Gogol, Nikolai Vasilievich

(1809–1852), scrittore di racconti, romanziere, drammaturgo, saggista.

Nikolai Vasilievich Gogol, i cui personaggi bizzarri, trame assurde e narratori stravaganti hanno affascinato e confuso i lettori di tutto il mondo e influenzato autori da Fyodor Dostoyevsky a Franz Kafka a Flannery O'Connor, hanno condotto una vita criptica e tortuosa come la sua narrativa. È nato nel 1809 a Sorochintsy, in Ucraina. Suo padre era un drammaturgo; sua madre, una donna molto devota e fantasiosa e una delle influenze chiave di Gogol. In nessun caso uno studente stellare, Gogol ha mostrato talento teatrale, parodiando i suoi insegnanti e colleghi e recitando in opere teatrali.

Nel 1828 Gogol si trasferì a Pietroburgo con la speranza di avviare una carriera letteraria, la sua lunga poesia Hans Kuechelgarten (1829), un idillio derivato, leggermente eccentrico, ricevette solo una breve e critica menzione nel Telegrafo di Mosca. Sgomento, Gogol bruciò tutte le copie che riuscì a trovare e partì per Lubecca, in Germania, solo per tornare diverse settimane dopo. Nel 1831 incontrò il poeta Alexander Pushkin. La sua prima collezione Serate in una fattoria vicino a Dikanka (1831-1832), racconti popolari e di fantasmi ambientati in Ucraina e narrati dall'apicoltore Rudy Panko, raccolsero elogi per la sua relativa freschezza e ilarità, e Gogol divenne un nome familiare nei circoli letterari di Pietroburgo.

Gogol ha seguito il Dikanka storie con due raccolte del 1835, arabeschi con Mirgorod. A partire dal Mirgorod, il "Racconto di come Ivan Ivanovich litigò con Ivan Nikiforovich" (soprannominato "I due ivan"), fonde la commedia con la tragedia, la prosa con la poesia, la satira con il gioco gratuito. Descrivendo i due Ivan attraverso bizzarre giustapposizioni, il narratore spiega come il fatale enunciato della parola papero (gusak ) troncò definitivamente la loro amicizia.

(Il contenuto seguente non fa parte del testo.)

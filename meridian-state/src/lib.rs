//! Device state reconciliation.
//!
//! A state report goes through four steps:
//!
//! 1. [`report`] turns the request body into a [`NormalizedReport`],
//!    without touching the store.
//! 2. [`resolve`] checks every device, image and release the report names
//!    against a read snapshot and the caller's scope.
//! 3. [`diff`] computes the image install rows to insert, update and delete.
//! 4. [`Reconciler`] applies the result in a single write transaction.

use thiserror::Error;

use meridian_store::StoreError;

mod context;
mod diff;
mod metrics;
mod reconcile;
mod resolve;

pub mod report;

pub use context::RequestContext;
pub use diff::{InstallCandidate, InstallPlan, InstallScope, diff};
pub use metrics::MetricsThrottle;
pub use reconcile::{ReconcileSummary, Reconciler};
pub use report::NormalizedReport;
pub use resolve::{ResolvedReport, resolve};

#[derive(Debug, Error)]
pub enum ReportError {
    #[error("malformed state report: {0}")]
    Malformed(String),

    /// Some device, image or release of the report is unknown or out of
    /// the caller's scope
    #[error("unauthorized")]
    Unauthorized,

    #[error("internal error: {0}")]
    Internal(String),

    #[error(transparent)]
    Store(#[from] StoreError),
}

impl ReportError {
    pub(crate) fn malformed(reason: impl Into<String>) -> Self {
        Self::Malformed(reason.into())
    }
}
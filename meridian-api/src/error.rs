use axum::http::StatusCode;
use axum::response::{IntoResponse, Response};
use thiserror::Error;
use tracing::{debug, error};

use meridian_state::ReportError;
use meridian_util::cache::CacheError;

#[derive(Debug, Error)]
pub enum ApiError {
    #[error("missing bearer token")]
    MissingCredentials,

    #[error("unknown API key")]
    InvalidCredentials,

    #[error("failed to look up API key: {0}")]
    CredentialsLookup(#[from] CacheError),

    #[error(transparent)]
    Report(#[from] ReportError),
}

impl ApiError {
    fn status(&self) -> StatusCode {
        match self {
            ApiError::MissingCredentials
            | ApiError::InvalidCredentials
            | ApiError::Report(ReportError::Unauthorized) => StatusCode::UNAUTHORIZED,
            ApiError::Report(ReportError::Malformed(_)) => StatusCode::BAD_REQUEST,
            ApiError::CredentialsLookup(_)
            | ApiError::Report(ReportError::Internal(_))
            | ApiError::Report(ReportError::Store(_)) => StatusCode::INTERNAL_SERVER_ERROR,
        }
    }
}

impl IntoResponse for ApiError {
    fn into_response(self) -> Response {
        let status = self.status();
        if status.is_server_error() {
            error!("request failed: {self}");
        } else {
            debug!("request rejected: {self}");
        }

        match self {
            ApiError::Report(ReportError::Malformed(reason)) => (status, reason).into_response(),
            _ => status.into_response(),
        }
    }
}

I racconti di Pietroburgo di Gogol, alcuni inclusi in Arabeschi, alcuni pubblicati separatamente, contengono alcuni dei lavori più noti di Gogol, tra cui "The Nose" (1835), su un naso in fuga in piena uniforme; "Diario di un pazzo" (1835), su un impiegato statale che scopre di essere il re di Spagna; e "The Overcoat" (1842), su un copista che diventa ossessionato dall'acquisto di un nuovo cappotto. In tutte queste storie, come in "Two Ivans", la trama è secondaria rispetto alla narrazione e la tensione tra significato e insignificanza rimane irrisolta.

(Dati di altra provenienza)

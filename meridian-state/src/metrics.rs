use std::sync::Arc;

use futures::FutureExt;
use tracing::{trace, warn};

use meridian_util::cache::{Cache, ComputeError};
use meridian_util::types::Uuid;

/// Limits how often a device may write its hardware metrics.
///
/// A device may write metrics when the cache has no entry for it. The entry
/// is created by that same call and expires after the cache TTL, which is
/// the minimum interval between two metrics writes.
#[derive(Clone)]
pub struct MetricsThrottle {
    cache: Arc<dyn Cache<str, Uuid>>,
}

impl MetricsThrottle {
    pub fn new(cache: Arc<dyn Cache<str, Uuid>>) -> Self {
        Self { cache }
    }

    /// Return true if `device` may write its metrics now
    pub async fn allow(&self, device: &Uuid) -> bool {
        // only this call's computation can return this token
        let token = Uuid::default();
        let compute = {
            let token = token.clone();
            async move { Ok::<_, ComputeError>(Some(token)) }.boxed()
        };

        match self.cache.get_or_compute(device.as_str(), compute).await {
            Ok(Some(stored)) => {
                let allowed = stored == token;
                trace!(device = %device, allowed, "metrics throttle");
                allowed
            }
            Ok(None) => true,
            Err(err) => {
                warn!(device = %device, "metrics throttle unavailable: {err}");
                true
            }
        }
    }

    /// Give back the window taken by [`Self::allow`] for metrics that were
    /// never written
    pub async fn release(&self, device: &Uuid) {
        if let Err(err) = self.cache.invalidate(device.as_str()).await {
            warn!(device = %device, "failed to release metrics throttle: {err}");
        }
    }
}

Nel 1836 una cattiva messa in scena e un'accoglienza mista dell'opera di Gogol L'ispettore generale precipitò il suo secondo viaggio in Europa, dove rimase cinque anni tranne che per brevi visite in Russia. Mentre a Roma ha scritto il romanzo Anime morte (1842), il cui personaggio principale, Pavel Ivanovich Chichikov, viaggia di proprietà in proprietà con l'obiettivo di acquistare servi (anime) defunti da utilizzare come garanzia per un prestito statale. I viaggi di Chichikov possono essere considerati un tour dell'abilità narrativa di Gogol. Ad ogni visita, Chichikov incontra nuove eccentricità di ambientazione, comportamento e linguaggio.

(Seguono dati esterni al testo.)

use std::collections::BTreeMap;
use std::fmt;

use chrono::{DateTime, Utc};
use serde::{Deserialize, Serialize};

use meridian_util::types::{Id, Uuid};

#[derive(Serialize, Deserialize, Debug, Clone, PartialEq, Eq)]
pub struct Application {
    pub id: Id,
    pub uuid: Uuid,
}

/// The kind of value a device field holds
#[derive(Debug, Clone, Copy, PartialEq, Eq)]
pub enum FieldKind {
    Text,
    Integer,
    Boolean,
}

/// A mutable device column.
///
/// Every variant but [`DeviceField::IsRunningRelease`] and
/// [`DeviceField::PublicAddress`] can be reported by a device directly.
#[derive(Debug, Clone, Copy, PartialEq, Eq, PartialOrd, Ord, Hash, Serialize, Deserialize)]
#[serde(into = "&'static str", try_from = "String")]
pub enum DeviceField {
    Status,
    OsVersion,
    OsVariant,
    SupervisorVersion,
    ProvisioningProgress,
    ProvisioningState,
    IpAddress,
    MacAddress,
    ApiPort,
    ApiSecret,
    LogsChannel,
    MemoryUsage,
    MemoryTotal,
    StorageBlockDevice,
    StorageUsage,
    StorageTotal,
    CpuTemp,
    CpuUsage,
    CpuId,
    IsUndervolted,
    IsOnline,
    Name,
    ParentDevice,
    IsRunningRelease,
    PublicAddress,
}

impl DeviceField {
    pub const ALL: [DeviceField; 25] = [
        DeviceField::Status,
        DeviceField::OsVersion,
        DeviceField::OsVariant,
        DeviceField::SupervisorVersion,
        DeviceField::ProvisioningProgress,
        DeviceField::ProvisioningState,
        DeviceField::IpAddress,
        DeviceField::MacAddress,
        DeviceField::ApiPort,
        DeviceField::ApiSecret,
        DeviceField::LogsChannel,
        DeviceField::MemoryUsage,
        DeviceField::MemoryTotal,
        DeviceField::StorageBlockDevice,
        DeviceField::StorageUsage,
        DeviceField::StorageTotal,
        DeviceField::CpuTemp,
        DeviceField::CpuUsage,
        DeviceField::CpuId,
        DeviceField::IsUndervolted,
        DeviceField::IsOnline,
        DeviceField::Name,
        DeviceField::ParentDevice,
        DeviceField::IsRunningRelease,
        DeviceField::PublicAddress,
    ];

    pub fn name(&self) -> &'static str {
        match self {
            DeviceField::Status => "status",
            DeviceField::OsVersion => "os_version",
            DeviceField::OsVariant => "os_variant",
            DeviceField::SupervisorVersion => "supervisor_version",
            DeviceField::ProvisioningProgress => "provisioning_progress",
            DeviceField::ProvisioningState => "provisioning_state",
            DeviceField::IpAddress => "ip_address",
            DeviceField::MacAddress => "mac_address",
            DeviceField::ApiPort => "api_port",
            DeviceField::ApiSecret => "api_secret",
            DeviceField::LogsChannel => "logs_channel",
            DeviceField::MemoryUsage => "memory_usage",
            DeviceField::MemoryTotal => "memory_total",
            DeviceField::StorageBlockDevice => "storage_block_device",
            DeviceField::StorageUsage => "storage_usage",
            DeviceField::StorageTotal => "storage_total",
            DeviceField::CpuTemp => "cpu_temp",
            DeviceField::CpuUsage => "cpu_usage",
            DeviceField::CpuId => "cpu_id",
            DeviceField::IsUndervolted => "is_undervolted",
            DeviceField::IsOnline => "is_online",
            DeviceField::Name => "name",
            DeviceField::ParentDevice => "parent_device",
            DeviceField::IsRunningRelease => "is_running__release",
            DeviceField::PublicAddress => "public_address",
        }
    }

    pub fn from_name(name: &str) -> Option<Self> {
        Self::ALL.into_iter().find(|field| field.name() == name)
    }

    pub fn kind(&self) -> FieldKind {
        match self {
            DeviceField::ProvisioningProgress
            | DeviceField::ApiPort
            | DeviceField::MemoryUsage
            | DeviceField::MemoryTotal
            | DeviceField::StorageUsage
            | DeviceField::StorageTotal
            | DeviceField::CpuTemp
            | DeviceField::CpuUsage
            | DeviceField::IsRunningRelease => FieldKind::Integer,
            DeviceField::IsUndervolted | DeviceField::IsOnline => FieldKind::Boolean,
            _ => FieldKind::Text,
        }
    }

    /// Whether a device may set this field from a state report
    pub fn is_reported(&self) -> bool {
        !matches!(
            self,
            DeviceField::IsRunningRelease | DeviceField::PublicAddress
        )
    }

    /// Whether this field is a hardware metric subject to report throttling
    pub fn is_metric(&self) -> bool {
        matches!(
            self,
            DeviceField::MemoryUsage
                | DeviceField::MemoryTotal
                | DeviceField::StorageBlockDevice
                | DeviceField::StorageUsage
                | DeviceField::StorageTotal
                | DeviceField::CpuTemp
                | DeviceField::CpuUsage
                | DeviceField::CpuId
                | DeviceField::IsUndervolted
        )
    }

    /// Whether this field is a short text column, limited to
    /// [`SHORT_TEXT_MAX_CHARS`] characters
    pub fn is_short_text(&self) -> bool {
        self.kind() == FieldKind::Text
            && !matches!(self, DeviceField::ParentDevice | DeviceField::PublicAddress)
    }
}

pub const SHORT_TEXT_MAX_CHARS: usize = 255;

impl fmt::Display for DeviceField {
    fn fmt(&self, f: &mut fmt::Formatter<'_>) -> fmt::Result {
        self.name().fmt(f)
    }
}

impl From<DeviceField> for &'static str {
    fn from(value: DeviceField) -> Self {
        value.name()
    }
}

impl TryFrom<String> for DeviceField {
    type Error = String;

    fn try_from(value: String) -> Result<Self, Self::Error> {
        DeviceField::from_name(&value).ok_or_else(|| format!("unknown device field '{value}'"))
    }
}

#[derive(Serialize, Deserialize, Debug, Clone, PartialEq, Eq)]
#[serde(untagged)]
pub enum FieldValue {
    Boolean(bool),
    Integer(i64),
    Text(String),
}

impl FieldValue {
    pub fn kind(&self) -> FieldKind {
        match self {
            FieldValue::Boolean(_) => FieldKind::Boolean,
            FieldValue::Integer(_) => FieldKind::Integer,
            FieldValue::Text(_) => FieldKind::Text,
        }
    }
}

/// A set of device column values, used both for stored rows and patches
pub type DeviceFields = BTreeMap<DeviceField, FieldValue>;

#[derive(Serialize, Deserialize, Debug, Clone, PartialEq, Eq)]
pub struct Device {
    pub id: Id,
    pub uuid: Uuid,

    #[serde(rename = "belongs_to__application")]
    pub application: Id,

    #[serde(default)]
    pub fields: DeviceFields,
}

impl Device {
    pub fn running_release(&self) -> Option<Id> {
        match self.fields.get(&DeviceField::IsRunningRelease) {
            Some(FieldValue::Integer(id)) => Some(*id),
            _ => None,
        }
    }
}

/// A device with its owning application expanded
#[derive(Debug, Clone, PartialEq, Eq)]
pub struct DeviceWithApp {
    pub device: Device,
    pub application_uuid: Uuid,
}

#[derive(Serialize, Deserialize, Debug, Clone, PartialEq, Eq)]
pub struct Release {
    pub id: Id,
    pub commit: String,

    #[serde(rename = "belongs_to__application")]
    pub application: Id,
}

#[derive(Serialize, Deserialize, Debug, Clone, PartialEq, Eq)]
pub struct Image {
    pub id: Id,

    #[serde(rename = "is_stored_at__image_location")]
    pub location: String,
}

#[derive(Serialize, Deserialize, Debug, Clone, PartialEq, Eq)]
pub struct ImageInstall {
    pub id: Id,
    pub device: Id,

    #[serde(rename = "installs__image")]
    pub image: Id,

    #[serde(rename = "is_provided_by__release")]
    pub release: Id,

    pub status: String,

    #[serde(default, skip_serializing_if = "Option::is_none")]
    pub download_progress: Option<i64>,

    pub install_date: DateTime<Utc>,
}

/// Values for a new image install row
#[derive(Debug, Clone, PartialEq, Eq)]
pub struct NewImageInstall {
    pub device: Id,
    pub image: Id,
    pub release: Id,
    pub status: String,
    pub download_progress: Option<i64>,
}

/// The mutable columns of an image install row
#[derive(Debug, Clone, PartialEq, Eq)]
pub struct ImageInstallUpdate {
    pub release: Id,
    pub status: String,
    pub download_progress: Option<i64>,
}

/// What an API key is allowed to act upon
#[derive(Serialize, Deserialize, Debug, Clone, PartialEq, Eq)]
#[serde(tag = "kind", rename_all = "snake_case")]
pub enum Scope {
    /// Every device
    Admin,

    /// A single device, as used by device API keys
    Device { uuid: Uuid },

    /// Every device of the listed applications
    Applications { uuids: Vec<Uuid> },
}

impl Scope {
    pub fn allows_device(&self, device: &Uuid, application: &Uuid) -> bool {
        match self {
            Scope::Admin => true,
            Scope::Device { uuid } => uuid == device,
            Scope::Applications { uuids } => uuids.contains(application),
        }
    }
}

#[derive(Serialize, Deserialize, Debug, Clone, PartialEq, Eq)]
pub struct ApiKey {
    pub key: String,
    pub scope: Scope,
}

Nel 1841 Gogol tornò in Russia. Lì ha iniziato un sequel di Anime morte raccontare la caduta e la redenzione di Chichikov. Questo segnò l'inizio del declino di Gogol: la sua lotta per stabilire un messaggio spirituale nel suo lavoro. Il suo sconcertante e dogmatico Selezioni dalla corrispondenza con gli amici (1847), in cui offre consigli su questioni spirituali e pratiche, ha sgomento i suoi amici e sostenitori. Vari viaggi, tra cui un pellegrinaggio nel 1848 in Terra Santa, non sono riusciti a portargli la forza e l'ispirazione che cercava. Seguendo il consiglio del suo consigliere spirituale e confessore, il fanatico padre Matteo, che gli disse di rinunciare alla letteratura, bruciò Anime morte poco prima di morire di fame nel 1852.